Nikolai and Werner sat at the far end of the dining hall, they'd tried to sit a little ways away from the main crowd but they were both surprised and belustigt to find out that the main crowd was where Nikolai was. Everyone in the camp enjoyed being near him. So lunch proved to be an impossible place for Werner to recount the information he'd found to his good friend, but none the less, they enjoyed a rather roudy and loud lunch. In times like these Werner sometimes forgot he was sitting next to Nazis, they were just like any other guys, talking about women about hating to wake up early, about missing home...

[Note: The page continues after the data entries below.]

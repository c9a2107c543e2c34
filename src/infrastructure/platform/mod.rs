//! # Commerce Platform
//!
//! Port and adapters for the commerce platform that owns customers,
//! company locations, draft orders and orders.
//!
//! - [`PlatformClient`]: the port used by the quote workflow
//! - [`ShopifyAdminClient`]: Shopify Admin GraphQL adapter
//! - [`GraphqlHttp`]: shared GraphQL transport

pub mod error;
pub mod http_client;
pub mod shopify;
pub mod traits;

pub use error::{PlatformError, PlatformResult, UserError};
pub use http_client::GraphqlHttp;
pub use shopify::{AccessTokenProvider, ShopifyAdminClient, StaticTokenProvider};
pub use traits::{
    DraftOrderInput, LocationAddresses, MailingAddress, OrderInput, OrderLineItem,
    PaymentTermsTemplate, PlatformClient, PlatformOrderRef, PurchasingEntity,
};
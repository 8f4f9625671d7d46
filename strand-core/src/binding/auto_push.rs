//! Change notification for hosts with explicit change detection.
//!
//! An instance built with an injected [`ChangeDetector`] can opt in through
//! [`Instance::enable_auto_push`]. From then on every change of a writable
//! property calls [`ChangeDetector::mark_for_check`]. Panics raised by the
//! detector are not caught.

use std::sync::Arc;

use super::instance::Instance;
use super::live::LiveStream;
use super::managed::Managed;
use crate::stream::{Observable, Subscription};
use crate::Value;

/// Host hook notified after a writable property changed.
pub trait ChangeDetector: Send + Sync {
    fn mark_for_check(&self);
}

impl<F> ChangeDetector for F
where
    F: Fn() + Send + Sync,
{
    fn mark_for_check(&self) {
        self()
    }
}

/// Notify `detector` on every value `live` emits after the current one.
///
/// The subscription is managed by `instance` and ends on destroy.
pub(crate) fn watch(
    instance: &Instance,
    detector: &Arc<dyn ChangeDetector>,
    live: &LiveStream,
) -> Subscription {
    let detector = Arc::clone(detector);
    let changes = if live.replays() { live.stream().skip(1) } else { live.stream() };
    Managed::new(changes, instance).subscribe(move |_: &Value| detector.mark_for_check())
}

Werner knocked on Dr. Ziegler's door. He was called in with the harsh 'herein'. He found Dr. Ziegler bent over his desk in an almost crippled fashion, scribbling something in his lab journal. "Gut, dass sie das sind. (It's good you're here.)" He said without looking up. "We'll head to the lab in a minute." Werner stood in the corner and waited. "Alright, all done. Let's go, shall we?" The doctor said, closing the booklet and clamping it under his arm. He grabbed his keys and stood up, joining Werner by the door. "I didn't show you the lab yet, did I?"

"No, I don't think so. I was only in the room with the bed." 

"Yes, exactly. In the lab we have to be a bit more carefull. You'll have to put a lab coat on. We're working on a vaccine for smallpox. It's supposed to be much for effective then the older versions...but we haven't gotten it quite right yet. I'm pretty sure I know where the problem is now." As he explained everything to Werner he took him through the building to the right wing where the lab was located. "I worked on this vaccine before I was sent here," he unlocked the door. Over the arch it read; laboratory. "But I was only able to run tests on mice and rats, here, I can also run tests on people." If his words hadn't been the thing that made Werner shudder it was the sight of the Nazi labor. In itself it wasn't much different than a lab on a university campus, it even resembled the lab he'd had at his high school in Germany. But the energy was different. It reeked of desinfectionate, of metal and a little bit like smoke. 

"After you." Dr. Ziegler said, holding the door wide open for Werner who was forced to step inside.